Assignment ▸
A single number is expected: the count of lines in the entries below that contain "command".

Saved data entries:
================
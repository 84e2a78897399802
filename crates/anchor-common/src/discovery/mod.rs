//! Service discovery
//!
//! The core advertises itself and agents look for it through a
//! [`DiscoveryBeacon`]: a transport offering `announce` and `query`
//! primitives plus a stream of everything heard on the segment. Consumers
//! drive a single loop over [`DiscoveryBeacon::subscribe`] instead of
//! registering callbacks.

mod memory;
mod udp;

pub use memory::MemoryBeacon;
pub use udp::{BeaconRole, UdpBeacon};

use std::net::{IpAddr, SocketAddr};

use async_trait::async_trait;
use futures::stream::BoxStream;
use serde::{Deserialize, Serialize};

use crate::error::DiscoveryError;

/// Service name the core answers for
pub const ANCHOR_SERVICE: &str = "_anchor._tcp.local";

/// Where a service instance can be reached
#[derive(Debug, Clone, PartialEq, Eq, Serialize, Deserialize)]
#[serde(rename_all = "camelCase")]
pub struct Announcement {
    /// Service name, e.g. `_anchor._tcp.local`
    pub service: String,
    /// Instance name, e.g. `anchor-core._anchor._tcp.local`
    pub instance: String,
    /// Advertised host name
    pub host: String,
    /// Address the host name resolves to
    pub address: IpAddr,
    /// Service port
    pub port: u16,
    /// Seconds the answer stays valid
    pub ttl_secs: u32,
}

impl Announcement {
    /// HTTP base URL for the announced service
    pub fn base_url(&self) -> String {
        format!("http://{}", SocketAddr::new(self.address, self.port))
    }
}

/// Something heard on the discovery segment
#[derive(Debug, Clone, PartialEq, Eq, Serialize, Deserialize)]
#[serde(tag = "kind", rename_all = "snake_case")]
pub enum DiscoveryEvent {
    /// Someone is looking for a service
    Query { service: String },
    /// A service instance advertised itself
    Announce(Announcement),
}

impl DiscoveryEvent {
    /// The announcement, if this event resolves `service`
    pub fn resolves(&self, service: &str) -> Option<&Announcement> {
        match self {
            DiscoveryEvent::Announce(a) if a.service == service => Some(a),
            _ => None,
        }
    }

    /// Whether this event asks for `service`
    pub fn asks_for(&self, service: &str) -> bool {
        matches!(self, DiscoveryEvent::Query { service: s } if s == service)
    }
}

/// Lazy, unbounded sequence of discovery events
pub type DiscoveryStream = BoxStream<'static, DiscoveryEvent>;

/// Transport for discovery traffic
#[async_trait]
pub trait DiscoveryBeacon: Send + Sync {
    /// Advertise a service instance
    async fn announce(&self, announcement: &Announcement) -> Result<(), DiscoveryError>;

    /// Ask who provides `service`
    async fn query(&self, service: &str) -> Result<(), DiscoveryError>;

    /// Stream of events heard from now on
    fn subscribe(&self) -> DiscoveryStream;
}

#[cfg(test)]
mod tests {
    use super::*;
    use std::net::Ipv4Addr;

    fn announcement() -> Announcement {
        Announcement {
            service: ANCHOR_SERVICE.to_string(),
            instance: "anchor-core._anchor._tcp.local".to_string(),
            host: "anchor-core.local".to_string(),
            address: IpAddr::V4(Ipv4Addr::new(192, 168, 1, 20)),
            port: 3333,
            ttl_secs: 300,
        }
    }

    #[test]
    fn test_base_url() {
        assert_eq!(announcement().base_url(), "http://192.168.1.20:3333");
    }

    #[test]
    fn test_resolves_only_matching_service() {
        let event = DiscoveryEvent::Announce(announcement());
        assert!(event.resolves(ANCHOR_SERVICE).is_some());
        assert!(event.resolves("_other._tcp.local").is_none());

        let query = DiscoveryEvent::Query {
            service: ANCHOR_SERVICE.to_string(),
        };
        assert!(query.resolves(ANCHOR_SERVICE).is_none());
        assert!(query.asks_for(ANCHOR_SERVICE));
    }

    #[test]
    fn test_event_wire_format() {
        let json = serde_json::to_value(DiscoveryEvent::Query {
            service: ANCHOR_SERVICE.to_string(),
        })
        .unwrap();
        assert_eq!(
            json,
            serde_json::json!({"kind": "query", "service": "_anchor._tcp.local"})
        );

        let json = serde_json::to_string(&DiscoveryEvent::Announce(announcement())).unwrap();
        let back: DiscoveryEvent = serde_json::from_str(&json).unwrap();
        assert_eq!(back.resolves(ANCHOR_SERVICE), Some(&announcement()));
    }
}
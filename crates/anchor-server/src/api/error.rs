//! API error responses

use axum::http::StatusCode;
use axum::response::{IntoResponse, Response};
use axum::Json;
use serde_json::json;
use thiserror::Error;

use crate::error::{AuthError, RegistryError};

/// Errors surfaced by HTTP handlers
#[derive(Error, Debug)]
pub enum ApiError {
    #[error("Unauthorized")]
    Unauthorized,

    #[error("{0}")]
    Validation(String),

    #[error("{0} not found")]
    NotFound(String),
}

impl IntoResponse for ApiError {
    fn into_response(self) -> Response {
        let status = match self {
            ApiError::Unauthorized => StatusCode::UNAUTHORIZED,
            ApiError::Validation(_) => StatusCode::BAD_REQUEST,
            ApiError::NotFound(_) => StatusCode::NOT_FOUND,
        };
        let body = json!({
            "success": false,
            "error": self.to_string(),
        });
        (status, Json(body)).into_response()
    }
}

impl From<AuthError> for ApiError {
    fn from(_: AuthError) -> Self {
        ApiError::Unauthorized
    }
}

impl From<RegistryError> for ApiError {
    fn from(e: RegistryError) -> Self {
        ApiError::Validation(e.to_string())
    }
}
================
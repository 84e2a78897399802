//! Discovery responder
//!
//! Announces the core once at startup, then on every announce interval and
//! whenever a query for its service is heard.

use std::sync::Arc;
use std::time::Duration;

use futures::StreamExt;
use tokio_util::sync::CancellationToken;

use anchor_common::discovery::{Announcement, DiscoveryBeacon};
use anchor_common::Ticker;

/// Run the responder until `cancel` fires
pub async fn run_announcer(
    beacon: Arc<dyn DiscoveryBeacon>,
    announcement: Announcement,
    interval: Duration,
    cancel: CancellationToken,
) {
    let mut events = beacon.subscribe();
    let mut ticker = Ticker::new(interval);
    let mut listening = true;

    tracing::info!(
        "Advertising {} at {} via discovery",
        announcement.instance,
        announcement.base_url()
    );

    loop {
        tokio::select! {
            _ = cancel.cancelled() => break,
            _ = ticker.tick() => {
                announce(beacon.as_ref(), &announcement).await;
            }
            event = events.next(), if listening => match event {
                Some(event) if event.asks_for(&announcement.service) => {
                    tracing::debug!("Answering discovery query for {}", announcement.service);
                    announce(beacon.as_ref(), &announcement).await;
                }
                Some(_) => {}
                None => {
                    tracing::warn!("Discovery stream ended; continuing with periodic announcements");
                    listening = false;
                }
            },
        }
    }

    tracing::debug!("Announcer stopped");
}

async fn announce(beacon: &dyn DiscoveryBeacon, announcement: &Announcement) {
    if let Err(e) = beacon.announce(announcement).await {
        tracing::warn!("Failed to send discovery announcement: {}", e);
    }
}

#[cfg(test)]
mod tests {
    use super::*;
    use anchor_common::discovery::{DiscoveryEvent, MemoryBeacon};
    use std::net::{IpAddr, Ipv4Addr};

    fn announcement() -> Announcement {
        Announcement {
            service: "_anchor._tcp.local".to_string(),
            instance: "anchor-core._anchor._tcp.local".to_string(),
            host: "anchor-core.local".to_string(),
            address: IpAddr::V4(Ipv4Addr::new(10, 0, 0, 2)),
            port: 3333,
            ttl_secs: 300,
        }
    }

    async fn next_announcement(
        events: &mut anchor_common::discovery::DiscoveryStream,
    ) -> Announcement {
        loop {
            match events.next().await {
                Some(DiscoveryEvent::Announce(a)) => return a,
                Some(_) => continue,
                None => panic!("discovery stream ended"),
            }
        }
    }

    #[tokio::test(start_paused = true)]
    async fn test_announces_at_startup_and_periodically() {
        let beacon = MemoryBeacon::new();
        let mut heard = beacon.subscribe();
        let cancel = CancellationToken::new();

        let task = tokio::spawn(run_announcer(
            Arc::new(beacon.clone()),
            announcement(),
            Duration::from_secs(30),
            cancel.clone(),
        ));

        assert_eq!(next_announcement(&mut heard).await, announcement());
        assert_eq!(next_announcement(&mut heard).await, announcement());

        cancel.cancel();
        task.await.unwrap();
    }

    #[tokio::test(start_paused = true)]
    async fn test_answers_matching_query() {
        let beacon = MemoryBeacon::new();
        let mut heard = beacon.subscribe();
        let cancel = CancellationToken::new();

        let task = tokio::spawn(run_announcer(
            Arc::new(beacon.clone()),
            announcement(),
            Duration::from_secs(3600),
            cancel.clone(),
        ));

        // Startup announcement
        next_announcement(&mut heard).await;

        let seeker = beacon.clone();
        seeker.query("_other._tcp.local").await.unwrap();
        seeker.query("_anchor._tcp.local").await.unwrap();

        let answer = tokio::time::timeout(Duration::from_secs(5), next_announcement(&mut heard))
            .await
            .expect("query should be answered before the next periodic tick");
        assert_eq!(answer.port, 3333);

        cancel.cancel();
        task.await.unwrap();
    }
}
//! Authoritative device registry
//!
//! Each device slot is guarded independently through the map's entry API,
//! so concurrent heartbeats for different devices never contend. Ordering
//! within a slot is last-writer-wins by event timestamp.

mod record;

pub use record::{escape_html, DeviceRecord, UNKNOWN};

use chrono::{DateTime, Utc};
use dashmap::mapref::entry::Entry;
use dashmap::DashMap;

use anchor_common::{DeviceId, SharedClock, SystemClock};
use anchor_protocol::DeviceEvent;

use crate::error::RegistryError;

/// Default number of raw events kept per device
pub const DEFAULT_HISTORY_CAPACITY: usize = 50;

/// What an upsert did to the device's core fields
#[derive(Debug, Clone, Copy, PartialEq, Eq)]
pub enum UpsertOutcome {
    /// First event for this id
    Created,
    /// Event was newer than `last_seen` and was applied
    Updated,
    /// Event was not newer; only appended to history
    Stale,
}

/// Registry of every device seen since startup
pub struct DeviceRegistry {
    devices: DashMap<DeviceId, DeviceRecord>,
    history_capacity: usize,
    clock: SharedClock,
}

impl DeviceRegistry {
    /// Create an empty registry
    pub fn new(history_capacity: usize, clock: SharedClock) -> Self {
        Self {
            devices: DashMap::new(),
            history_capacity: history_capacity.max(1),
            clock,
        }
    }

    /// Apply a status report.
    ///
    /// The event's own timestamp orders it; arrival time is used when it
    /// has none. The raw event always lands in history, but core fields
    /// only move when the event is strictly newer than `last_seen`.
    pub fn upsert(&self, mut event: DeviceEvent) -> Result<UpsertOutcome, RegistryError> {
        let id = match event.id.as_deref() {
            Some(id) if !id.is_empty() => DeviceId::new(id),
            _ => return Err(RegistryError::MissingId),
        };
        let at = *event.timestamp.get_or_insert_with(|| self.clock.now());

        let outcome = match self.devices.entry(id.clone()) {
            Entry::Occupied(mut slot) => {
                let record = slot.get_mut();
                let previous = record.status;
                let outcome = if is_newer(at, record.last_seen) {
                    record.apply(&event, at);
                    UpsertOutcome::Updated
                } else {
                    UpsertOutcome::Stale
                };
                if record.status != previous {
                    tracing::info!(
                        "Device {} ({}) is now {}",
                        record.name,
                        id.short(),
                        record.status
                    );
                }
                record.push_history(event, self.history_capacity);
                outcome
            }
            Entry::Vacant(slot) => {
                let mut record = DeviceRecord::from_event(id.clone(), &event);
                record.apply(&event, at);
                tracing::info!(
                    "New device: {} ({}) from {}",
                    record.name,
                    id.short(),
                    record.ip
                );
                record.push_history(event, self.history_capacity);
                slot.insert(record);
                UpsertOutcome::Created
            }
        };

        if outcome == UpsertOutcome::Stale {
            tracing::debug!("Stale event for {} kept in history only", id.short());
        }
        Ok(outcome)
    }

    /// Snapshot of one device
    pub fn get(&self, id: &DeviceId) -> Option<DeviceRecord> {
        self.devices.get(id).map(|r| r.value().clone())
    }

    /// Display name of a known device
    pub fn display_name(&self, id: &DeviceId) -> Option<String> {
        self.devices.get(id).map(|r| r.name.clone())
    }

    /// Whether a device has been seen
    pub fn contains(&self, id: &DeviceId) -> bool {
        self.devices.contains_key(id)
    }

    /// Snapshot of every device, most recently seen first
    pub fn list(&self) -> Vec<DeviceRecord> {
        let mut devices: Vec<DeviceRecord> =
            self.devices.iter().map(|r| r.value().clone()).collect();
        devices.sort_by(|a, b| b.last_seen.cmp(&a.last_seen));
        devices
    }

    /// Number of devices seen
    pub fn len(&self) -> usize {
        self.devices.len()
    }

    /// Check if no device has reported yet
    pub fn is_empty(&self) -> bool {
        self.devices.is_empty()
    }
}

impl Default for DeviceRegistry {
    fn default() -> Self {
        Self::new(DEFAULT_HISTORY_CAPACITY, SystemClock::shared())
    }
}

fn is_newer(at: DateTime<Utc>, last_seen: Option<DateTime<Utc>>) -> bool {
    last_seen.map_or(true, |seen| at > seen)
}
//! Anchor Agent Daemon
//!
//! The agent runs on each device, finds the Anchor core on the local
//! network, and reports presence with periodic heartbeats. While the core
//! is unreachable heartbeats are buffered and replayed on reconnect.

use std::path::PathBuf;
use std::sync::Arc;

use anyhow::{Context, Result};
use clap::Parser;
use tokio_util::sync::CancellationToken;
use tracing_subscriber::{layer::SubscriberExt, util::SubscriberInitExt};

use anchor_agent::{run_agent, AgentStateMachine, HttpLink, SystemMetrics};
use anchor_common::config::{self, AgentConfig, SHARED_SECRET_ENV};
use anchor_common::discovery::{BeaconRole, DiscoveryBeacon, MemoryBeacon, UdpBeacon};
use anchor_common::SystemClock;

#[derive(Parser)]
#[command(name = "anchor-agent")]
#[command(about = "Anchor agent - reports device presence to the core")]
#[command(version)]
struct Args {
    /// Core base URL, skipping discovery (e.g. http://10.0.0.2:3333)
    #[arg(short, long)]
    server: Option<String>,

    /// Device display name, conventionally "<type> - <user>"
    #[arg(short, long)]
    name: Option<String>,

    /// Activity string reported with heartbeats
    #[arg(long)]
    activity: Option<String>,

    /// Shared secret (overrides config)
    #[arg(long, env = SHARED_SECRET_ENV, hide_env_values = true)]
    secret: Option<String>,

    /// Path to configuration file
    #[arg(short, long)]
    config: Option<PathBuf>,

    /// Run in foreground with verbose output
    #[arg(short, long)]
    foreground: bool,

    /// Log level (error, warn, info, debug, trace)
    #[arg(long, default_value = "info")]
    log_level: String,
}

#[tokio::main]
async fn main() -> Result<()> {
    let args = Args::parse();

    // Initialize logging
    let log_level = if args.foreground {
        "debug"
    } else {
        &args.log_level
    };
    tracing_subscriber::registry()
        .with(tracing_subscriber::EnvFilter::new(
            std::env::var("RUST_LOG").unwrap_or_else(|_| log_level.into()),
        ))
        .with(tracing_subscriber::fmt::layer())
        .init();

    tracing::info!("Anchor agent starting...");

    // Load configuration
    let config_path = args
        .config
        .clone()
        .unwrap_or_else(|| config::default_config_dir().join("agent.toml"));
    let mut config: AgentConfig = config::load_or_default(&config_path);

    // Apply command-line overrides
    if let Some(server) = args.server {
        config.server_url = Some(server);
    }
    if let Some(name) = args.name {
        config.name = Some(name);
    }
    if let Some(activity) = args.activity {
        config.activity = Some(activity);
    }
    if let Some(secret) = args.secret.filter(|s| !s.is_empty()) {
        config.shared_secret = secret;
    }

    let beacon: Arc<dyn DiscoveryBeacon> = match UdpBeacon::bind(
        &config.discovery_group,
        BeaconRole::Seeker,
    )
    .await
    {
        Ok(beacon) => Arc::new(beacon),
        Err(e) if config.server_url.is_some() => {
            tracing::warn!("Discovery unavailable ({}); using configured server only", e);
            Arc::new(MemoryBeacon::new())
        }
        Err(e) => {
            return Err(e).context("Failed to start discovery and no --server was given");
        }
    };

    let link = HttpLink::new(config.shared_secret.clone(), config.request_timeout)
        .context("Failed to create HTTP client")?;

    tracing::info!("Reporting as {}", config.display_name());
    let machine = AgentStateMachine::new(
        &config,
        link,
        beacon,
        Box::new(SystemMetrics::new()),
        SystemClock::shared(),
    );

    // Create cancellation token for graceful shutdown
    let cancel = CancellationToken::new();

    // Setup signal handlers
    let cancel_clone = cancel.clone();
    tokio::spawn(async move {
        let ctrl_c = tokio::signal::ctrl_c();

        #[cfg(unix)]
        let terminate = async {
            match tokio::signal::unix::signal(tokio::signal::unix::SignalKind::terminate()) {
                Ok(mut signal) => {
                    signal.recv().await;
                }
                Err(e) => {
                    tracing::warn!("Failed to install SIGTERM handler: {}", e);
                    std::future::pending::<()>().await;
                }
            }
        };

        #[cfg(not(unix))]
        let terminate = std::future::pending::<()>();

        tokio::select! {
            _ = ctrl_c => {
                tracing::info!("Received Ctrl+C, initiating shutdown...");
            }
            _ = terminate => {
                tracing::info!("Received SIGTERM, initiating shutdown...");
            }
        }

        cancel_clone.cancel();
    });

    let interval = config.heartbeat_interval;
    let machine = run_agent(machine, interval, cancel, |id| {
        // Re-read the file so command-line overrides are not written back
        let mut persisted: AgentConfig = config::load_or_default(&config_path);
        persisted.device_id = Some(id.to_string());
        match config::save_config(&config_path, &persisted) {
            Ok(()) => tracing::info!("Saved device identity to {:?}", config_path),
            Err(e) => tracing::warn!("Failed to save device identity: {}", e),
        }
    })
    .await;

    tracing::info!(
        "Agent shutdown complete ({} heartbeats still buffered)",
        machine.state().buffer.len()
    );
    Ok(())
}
================
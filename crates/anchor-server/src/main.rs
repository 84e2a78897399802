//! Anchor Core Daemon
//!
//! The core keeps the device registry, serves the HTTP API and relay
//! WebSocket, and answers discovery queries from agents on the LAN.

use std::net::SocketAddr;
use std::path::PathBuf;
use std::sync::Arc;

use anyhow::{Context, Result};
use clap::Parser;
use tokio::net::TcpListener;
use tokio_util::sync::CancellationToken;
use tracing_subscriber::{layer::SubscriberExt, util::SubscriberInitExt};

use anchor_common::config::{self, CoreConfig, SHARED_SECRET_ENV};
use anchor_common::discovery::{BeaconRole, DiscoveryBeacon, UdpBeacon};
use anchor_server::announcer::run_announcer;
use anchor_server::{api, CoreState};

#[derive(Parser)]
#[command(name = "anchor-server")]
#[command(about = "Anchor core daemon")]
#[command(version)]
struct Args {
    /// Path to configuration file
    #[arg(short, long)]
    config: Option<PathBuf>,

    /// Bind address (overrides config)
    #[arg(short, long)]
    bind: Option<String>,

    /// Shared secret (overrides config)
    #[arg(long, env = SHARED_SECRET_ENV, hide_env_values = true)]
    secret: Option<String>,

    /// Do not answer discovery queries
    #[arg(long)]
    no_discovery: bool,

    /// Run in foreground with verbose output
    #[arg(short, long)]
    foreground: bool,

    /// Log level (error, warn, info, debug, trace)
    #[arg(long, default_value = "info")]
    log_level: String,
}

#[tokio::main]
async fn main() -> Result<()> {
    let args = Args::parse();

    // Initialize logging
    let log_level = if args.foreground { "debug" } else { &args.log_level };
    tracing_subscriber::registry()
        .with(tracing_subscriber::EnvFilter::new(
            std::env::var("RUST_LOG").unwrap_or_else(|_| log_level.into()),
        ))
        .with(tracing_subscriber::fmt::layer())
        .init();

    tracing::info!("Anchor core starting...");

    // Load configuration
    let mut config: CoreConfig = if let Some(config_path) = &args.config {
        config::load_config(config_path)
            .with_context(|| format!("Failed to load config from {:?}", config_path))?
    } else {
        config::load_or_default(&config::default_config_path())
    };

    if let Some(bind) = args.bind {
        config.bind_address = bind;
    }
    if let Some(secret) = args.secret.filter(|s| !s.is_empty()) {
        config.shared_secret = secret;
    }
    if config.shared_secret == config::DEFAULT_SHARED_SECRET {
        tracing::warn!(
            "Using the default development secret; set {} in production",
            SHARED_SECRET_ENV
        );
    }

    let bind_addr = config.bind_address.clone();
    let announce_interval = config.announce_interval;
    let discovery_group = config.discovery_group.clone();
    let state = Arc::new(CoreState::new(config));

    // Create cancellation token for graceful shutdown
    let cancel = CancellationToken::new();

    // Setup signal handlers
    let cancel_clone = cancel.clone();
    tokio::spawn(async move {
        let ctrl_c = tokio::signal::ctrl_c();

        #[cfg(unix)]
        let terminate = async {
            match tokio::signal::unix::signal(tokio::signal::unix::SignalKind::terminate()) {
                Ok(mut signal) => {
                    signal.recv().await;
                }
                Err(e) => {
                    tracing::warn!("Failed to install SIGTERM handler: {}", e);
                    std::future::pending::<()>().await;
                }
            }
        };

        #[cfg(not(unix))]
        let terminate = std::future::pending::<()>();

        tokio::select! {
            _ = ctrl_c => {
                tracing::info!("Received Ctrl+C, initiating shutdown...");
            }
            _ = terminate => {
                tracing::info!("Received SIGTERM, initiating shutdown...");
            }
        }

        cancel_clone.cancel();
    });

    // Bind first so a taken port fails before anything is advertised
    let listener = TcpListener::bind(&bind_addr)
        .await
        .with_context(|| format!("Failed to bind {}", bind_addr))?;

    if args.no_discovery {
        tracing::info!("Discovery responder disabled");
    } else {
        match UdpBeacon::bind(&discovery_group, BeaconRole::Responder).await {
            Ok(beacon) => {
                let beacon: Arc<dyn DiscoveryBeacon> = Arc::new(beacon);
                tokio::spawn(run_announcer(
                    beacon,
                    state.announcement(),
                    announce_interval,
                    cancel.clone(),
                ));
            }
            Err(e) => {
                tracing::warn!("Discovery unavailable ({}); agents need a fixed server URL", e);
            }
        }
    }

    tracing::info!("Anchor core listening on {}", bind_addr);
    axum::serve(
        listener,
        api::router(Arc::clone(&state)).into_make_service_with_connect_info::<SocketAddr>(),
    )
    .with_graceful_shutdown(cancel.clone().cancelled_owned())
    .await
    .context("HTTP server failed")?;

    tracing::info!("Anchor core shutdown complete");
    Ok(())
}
================
Reply ▸
8